Und zusammenfassend lässt sich dann wohl festhalten: Aus Fehlern lernt man, mehr als aus Erfolgen. Mit der Einführung von Team-Time-Out zur Patientensicherheit befindet sich beispielsweise die Zahl an verwechselten Eingriffen seit über zehn Jahren auf dem Rückzug. Ungefähr genauso lange existiert CIRS (Critical Incident Reporting System), ein von der österreichischen Ärztekammer unterstütztes digitales und anonymes Berichtsystem, auf dem landesweit von Vorfällen und Verbesserungsvorschlägen berichtet wird, nachdem Patienten unnötigen Risiken ausgesetzt waren.
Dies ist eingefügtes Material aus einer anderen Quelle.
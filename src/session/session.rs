// src/session/session.rs
//! A persistent authenticated connection to one management endpoint
//!
//! Each session owns exactly one interpreter worker in which the vendor
//! connect command was run; every command on the session reuses that worker.
//! The worker sits behind a single command slot (`tokio::Mutex`), so
//! concurrent commands against one session serialize by construction.

use crate::execution::interpreter::InterpreterKind;
use crate::execution::types::{ExecutionRequest, ExecutionResult, FailureKind};
use crate::execution::worker::ShellWorker;
use crate::utils::errors::{EngineError, Result};
use chrono::{DateTime, Utc};
use std::fmt;
use std::sync::atomic::{AtomicBool, Ordering};
use std::time::{Duration, Instant};
use tokio::sync::Mutex;
use tracing::{debug, warn};
use ulid::Ulid;

/// Marker the connect script prints when the endpoint accepted the login
pub const CONNECT_MARKER: &str = "VIRTOPS_CONNECTED";

/// Unique session identifier
#[derive(Debug, Clone, Copy, PartialEq, Eq, Hash)]
pub struct SessionId(Ulid);

impl SessionId {
    pub fn new() -> Self {
        Self(Ulid::new())
    }
}

impl Default for SessionId {
    fn default() -> Self {
        Self::new()
    }
}

impl fmt::Display for SessionId {
    fn fmt(&self, f: &mut fmt::Formatter<'_>) -> fmt::Result {
        write!(f, "{}", self.0)
    }
}

/// Read-only session summary for registries and surfaces
#[derive(Debug, Clone)]
pub struct SessionSummary {
    pub id: SessionId,
    pub endpoint: String,
    pub username: String,
    pub created_at: DateTime<Utc>,
    pub last_activity: DateTime<Utc>,
    pub connected: bool,
}

/// One authenticated connection, bound to one interpreter worker
pub struct Session {
    id: SessionId,
    endpoint: String,
    username: String,
    created_at: DateTime<Utc>,
    last_activity: parking_lot::Mutex<DateTime<Utc>>,
    connected: AtomicBool,

    /// The single command slot: at most one command runs at a time
    worker: Mutex<ShellWorker>,
}

impl Session {
    /// Wrap a worker that has just completed the connect handshake
    pub(crate) fn new(
        id: SessionId,
        endpoint: String,
        username: String,
        worker: ShellWorker,
    ) -> Self {
        let now = Utc::now();
        Self {
            id,
            endpoint,
            username,
            created_at: now,
            last_activity: parking_lot::Mutex::new(now),
            connected: AtomicBool::new(true),
            worker: Mutex::new(worker),
        }
    }

    pub fn id(&self) -> SessionId {
        self.id
    }

    pub fn endpoint(&self) -> &str {
        &self.endpoint
    }

    pub fn is_connected(&self) -> bool {
        self.connected.load(Ordering::SeqCst)
    }

    /// Summary snapshot for listings
    pub fn summary(&self) -> SessionSummary {
        SessionSummary {
            id: self.id,
            endpoint: self.endpoint.clone(),
            username: self.username.clone(),
            created_at: self.created_at,
            last_activity: *self.last_activity.lock(),
            connected: self.is_connected(),
        }
    }

    /// Run a command on this session's worker.
    ///
    /// Deadlines and worker death drop the session to disconnected: the
    /// interpreter that held the authenticated connection is gone.
    pub async fn execute(&self, request: &ExecutionRequest) -> Result<ExecutionResult> {
        if !self.is_connected() {
            return Err(EngineError::SessionNotFound(format!(
                "session {} is no longer connected",
                self.id
            )));
        }

        let started = Instant::now();
        let mut worker = self.worker.lock().await;

        let result = match worker.execute(request).await {
            Ok(output) if output.died => {
                self.connected.store(false, Ordering::SeqCst);
                let error = if output.error.trim().is_empty() {
                    "session interpreter exited while running the command".to_string()
                } else {
                    output.error
                };
                Ok(ExecutionResult::failed(
                    FailureKind::Script,
                    output.output,
                    error,
                    started.elapsed(),
                ))
            }
            Ok(output) => {
                let elapsed = started.elapsed();
                if output.error.trim().is_empty() {
                    let objects = if request.capture_objects {
                        crate::execution::types::parse_objects(&output.output)
                    } else {
                        Vec::new()
                    };
                    Ok(ExecutionResult::succeeded(output.output, objects, elapsed))
                } else {
                    Ok(ExecutionResult::failed(
                        FailureKind::Script,
                        output.output,
                        output.error,
                        elapsed,
                    ))
                }
            }
            Err(EngineError::ExecutionTimeout) => {
                self.connected.store(false, Ordering::SeqCst);
                Ok(ExecutionResult::failure_message(
                    FailureKind::Timeout,
                    format!("session command timed out after {:?}", request.timeout),
                    started.elapsed(),
                ))
            }
            Err(EngineError::ExecutionCancelled) => {
                self.connected.store(false, Ordering::SeqCst);
                Ok(ExecutionResult::failure_message(
                    FailureKind::Cancelled,
                    "session command cancelled by caller",
                    started.elapsed(),
                ))
            }
            Err(e) => Err(e),
        };

        *self.last_activity.lock() = Utc::now();
        result
    }

    /// Best-effort remote logout, then unconditional local teardown.
    ///
    /// A failing logout is logged, never propagated; the worker is always
    /// shut down.
    pub async fn disconnect(&self, grace: Duration) {
        let mut worker = self.worker.lock().await;

        if self.connected.swap(false, Ordering::SeqCst) {
            let logout = logout_script(worker.kind());
            match worker.execute_raw(logout, grace).await {
                Ok(out) if !out.error.trim().is_empty() => {
                    warn!(
                        "Session {} logout reported errors: {}",
                        self.id,
                        out.error.trim()
                    );
                }
                Ok(_) => debug!("Session {} logged out", self.id),
                Err(e) => warn!("Session {} logout failed: {}", self.id, e),
            }
        }

        worker.shutdown().await;
    }
}

/// Script that opens the authenticated connection.
///
/// The marker line only prints after the vendor connect command succeeded,
/// followed by a JSON summary of the established connection. The POSIX
/// variant performs the same handshake shape without a remote toolkit so
/// the pipeline stays exercisable on hosts without PowerShell.
pub fn connect_script(kind: InterpreterKind) -> &'static str {
    match kind {
        InterpreterKind::PowerShellCore | InterpreterKind::WindowsPowerShell => {
            "$ErrorActionPreference = 'Stop'\n\
             $__conn = Connect-VIServer -Server $Endpoint -User $Username -Password $Password\n\
             Write-Output 'VIRTOPS_CONNECTED'\n\
             @{ Name = $__conn.Name; Port = $__conn.Port; User = $__conn.User } | ConvertTo-Json -Compress"
        }
        InterpreterKind::PosixShell => {
            "[ -n \"$Endpoint\" ] || { printf 'no endpoint configured\\n' 1>&2; exit 1; }\n\
             printf '%s\\n' 'VIRTOPS_CONNECTED'\n\
             printf '{\"Name\": \"%s\", \"User\": \"%s\"}\\n' \"$Endpoint\" \"$Username\""
        }
    }
}

/// Script that closes the remote connection
pub fn logout_script(kind: InterpreterKind) -> &'static str {
    match kind {
        InterpreterKind::PowerShellCore | InterpreterKind::WindowsPowerShell => {
            "Disconnect-VIServer -Server * -Confirm:$false -ErrorAction SilentlyContinue"
        }
        InterpreterKind::PosixShell => ":",
    }
}

#[cfg(test)]
mod tests {
    use super::*;

    #[test]
    fn test_session_ids_are_unique() {
        let a = SessionId::new();
        let b = SessionId::new();
        assert_ne!(a, b);
    }

    #[test]
    fn test_connect_script_gates_marker_on_success() {
        let script = connect_script(InterpreterKind::PowerShellCore);
        let marker_pos = script.find(CONNECT_MARKER).unwrap();
        let connect_pos = script.find("Connect-VIServer").unwrap();
        assert!(connect_pos < marker_pos);
        assert!(script.contains("$ErrorActionPreference = 'Stop'"));
    }

    #[test]
    fn test_logout_script_never_prompts() {
        let script = logout_script(InterpreterKind::PowerShellCore);
        assert!(script.contains("-Confirm:$false"));
    }
}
Und wie geht man als Famulus nun persönlich mit einem Fehler um? Reflektieren, wie es dazu kommen konnte. Darüber reden. Überlegen, was sich tun lässt, um diesen Fehler zukünftig zu vermeiden. Wer dem betroffenen Patienten erzählen möchte, was passiert ist, sollte dies am besten in Absprache mit seinem betreuenden Arzt tun, denn letztendlich liegt die Verantwortung für den Zwischenfall bei ihm und nicht beim Studierenden. Und ein Trost bleibt, denn je größer die Selbstkritik, desto unwahrscheinlicher, dass man selbigen Fehler nochmal begeht.